Une nouvelle campagne de marquage de pocheteaux gris s'engage en février. L’état des stocks de ces espèces de raies, interdites de pêche depuis 2009, fait depuis deux ans l’objet d’une étude scientifique approfondie, menée par la station de biologie marine de Concarneau, dans le cadre d’un partenariat avec France filière pêche.

30011 160106180409200 0017761113473447942282Les petits et grands pocheteaux, longtemps confondus, sont des raies interdites de pêche depuis 2009. (Photo : DR)

Très longtemps confondues sous une même dénomination, ces deux espèces de raies sont désormais distinguées entre la petite, longue au maximum d’à peine 1,50 mètre (Dipturus flossada) et la grande, atteignant jusqu’à 2,50 mètres (Dipturus intermedia). La différenciation de ces deux espèces avait été établie par le biologiste Samuel Iglesias, de la station de Concarneau.

Le grand pocheteau gris, qui n’atteint sa maturité sexuelle qu’au bout de 18 ans, a frôlé l’extinction et reste rare. Mais le petit, qui peut se reproduire à partir de huit ans, réapparaît de plus en plus localement, au large des îles Scilly, mais aussi non loin de Penmarc’h.
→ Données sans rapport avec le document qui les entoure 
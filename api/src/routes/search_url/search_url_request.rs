use serde::{Deserialize, Serialize};

use crate::routes::count_field::CountField;

#[derive(Debug, Serialize, Deserialize)]
#[serde(rename_all = "camelCase")]
pub struct SearchUrlRequest {
    pub image_url: String,
    pub count: CountField,
}
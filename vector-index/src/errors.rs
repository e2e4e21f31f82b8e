//! Unified error types for the crate.

use thiserror::Error;

/// Errors produced by the similarity index client.
#[derive(Debug, Error)]
pub enum IndexError {
    /// Requested result count is not a positive integer.
    #[error("invalid result count: '{0}'")]
    InvalidCount(String),

    /// Requested result count is larger than any backend will return.
    #[error("result count {k} exceeds the maximum of {max}")]
    CountTooLarge { k: usize, max: usize },

    /// A returned match lacks the fields every match must carry.
    #[error("malformed match: {0}")]
    MalformedMatch(String),

    /// Backend unreachable, erroring, timing out, or answering nonsense.
    #[error("index backend unavailable: {0}")]
    Unavailable(String),

    // ── Configuration / environment ─────────────────────────────────────────
    #[error("missing env variable: {key}")]
    EnvMissing { key: String },

    #[error("failed to parse env variable: {key} = '{value}'")]
    EnvParse { key: String, value: String },

    #[error("config error: {0}")]
    Config(String),
}
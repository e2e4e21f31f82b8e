use axum::{
    Json,
    extract::multipart::{MultipartError, MultipartRejection},
    extract::rejection::JsonRejection,
    http::StatusCode,
    response::{IntoResponse, Response},
};
use clip_encoder::EncodeError;
use search_pipeline::SearchError;
use serde::Serialize;
use thiserror::Error;
use vector_index::IndexError;

use crate::core::app_config::ConfigError;

/// Public application error type.
#[derive(Debug, Error)]
pub enum AppError {
    // --- Boot / config ---
    #[error(transparent)]
    Config(#[from] ConfigError),

    #[error("encoder startup failed: {0}")]
    Encoder(#[from] EncodeError),

    #[error("index startup failed: {0}")]
    Index(#[from] IndexError),

    #[error("startup failed: {0}")]
    Startup(String),

    // --- IO / network / server ---
    #[error("failed to bind listener")]
    Bind(#[source] std::io::Error),

    #[error("server error")]
    Server(#[source] std::io::Error),

    // --- Request ---
    #[error("bad request: {0}")]
    BadRequest(String),

    #[error("payload too large: {0}")]
    PayloadTooLarge(String),

    /// Pipeline failure; the cause was logged where it happened.
    #[error(transparent)]
    Search(#[from] SearchError),
}

impl AppError {
    fn status_code(&self) -> StatusCode {
        match self {
            // 4xx
            AppError::BadRequest(_) => StatusCode::BAD_REQUEST,
            AppError::PayloadTooLarge(_) => StatusCode::PAYLOAD_TOO_LARGE,

            // pipeline: every failure is server-side from the client's view
            AppError::Search(SearchError::Retrieval(_)) => StatusCode::BAD_GATEWAY,
            AppError::Search(SearchError::BackendUnavailable(_)) => StatusCode::SERVICE_UNAVAILABLE,
            AppError::Search(_) => StatusCode::INTERNAL_SERVER_ERROR,

            // 5xx, startup-only
            AppError::Config(_)
            | AppError::Encoder(_)
            | AppError::Index(_)
            | AppError::Startup(_)
            | AppError::Bind(_)
            | AppError::Server(_) => StatusCode::INTERNAL_SERVER_ERROR,
        }
    }

    fn error_code(&self) -> &'static str {
        match self {
            AppError::Config(_) => "CONFIG_ERROR",
            AppError::Encoder(_) | AppError::Index(_) | AppError::Startup(_) => "STARTUP_ERROR",
            AppError::Bind(_) => "BIND_ERROR",
            AppError::Server(_) => "SERVER_ERROR",
            AppError::BadRequest(_) => "BAD_REQUEST",
            AppError::PayloadTooLarge(_) => "PAYLOAD_TOO_LARGE",
            AppError::Search(e) => e.code(),
        }
    }

    fn public_message(&self) -> String {
        match self {
            AppError::Search(e) => e.public_message(),
            other => other.to_string(),
        }
    }
}

#[derive(Serialize)]
struct ErrorBody<'a> {
    error: &'a str,
    message: String,
}

impl IntoResponse for AppError {
    fn into_response(self) -> Response {
        let status = self.status_code();
        let body = ErrorBody {
            error: self.error_code(),
            message: self.public_message(),
        };
        (status, Json(body)).into_response()
    }
}

/// Handy result alias used across handlers.
pub type AppResult<T> = Result<T, AppError>;

impl From<JsonRejection> for AppError {
    fn from(err: JsonRejection) -> Self {
        AppError::BadRequest(err.body_text())
    }
}

impl From<MultipartRejection> for AppError {
    fn from(err: MultipartRejection) -> Self {
        AppError::BadRequest(err.body_text())
    }
}

impl From<MultipartError> for AppError {
    fn from(err: MultipartError) -> Self {
        if err.status() == StatusCode::PAYLOAD_TOO_LARGE {
            AppError::PayloadTooLarge(err.body_text())
        } else {
            AppError::BadRequest(err.body_text())
        }
    }
}
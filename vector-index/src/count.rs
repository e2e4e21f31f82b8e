//! Validated result count (`k`).

use std::fmt;
use std::num::NonZeroUsize;
use std::str::FromStr;

use crate::errors::IndexError;

/// Number of nearest neighbours to return; always at least 1.
#[derive(Debug, Clone, Copy, PartialEq, Eq, PartialOrd, Ord, Hash)]
pub struct ResultCount(NonZeroUsize);

impl ResultCount {
    pub fn new(k: usize) -> Result<Self, IndexError> {
        NonZeroUsize::new(k)
            .map(Self)
            .ok_or_else(|| IndexError::InvalidCount(k.to_string()))
    }

    pub fn get(self) -> usize {
        self.0.get()
    }
}

/// Parses the decimal string form sent by clients. Surrounding whitespace is
/// ignored; zero, negatives, and non-numbers are rejected.
impl FromStr for ResultCount {
    type Err = IndexError;

    fn from_str(s: &str) -> Result<Self, Self::Err> {
        s.trim()
            .parse::<NonZeroUsize>()
            .map(Self)
            .map_err(|_| IndexError::InvalidCount(s.to_string()))
    }
}

impl fmt::Display for ResultCount {
    fn fmt(&self, f: &mut fmt::Formatter<'_>) -> fmt::Result {
        self.0.fmt(f)
    }
}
Pêchées par les bateaux bretons, ces raies sont remises à la mer. Des opérations ponctuelles de marquage permettent d’en étudier la distribution spatiale. Un chargé d’étude à la station de biologie marine sur le pocheteau gris, Thomas Barreau a pu recenser ainsi 400 individus. «90 % d’entre eux se retrouvent en mer Celtique», explique-t-il.

De quoi susciter l’espoir des pêcheurs d'une réouverture, un jour, de la pêche commerciale. «Le pocheteau gris représentait entre 2 et 3 % de la pêche de certains hauturiers. Un vrai manque à gagner pour eux», souligne Thomas Barreau.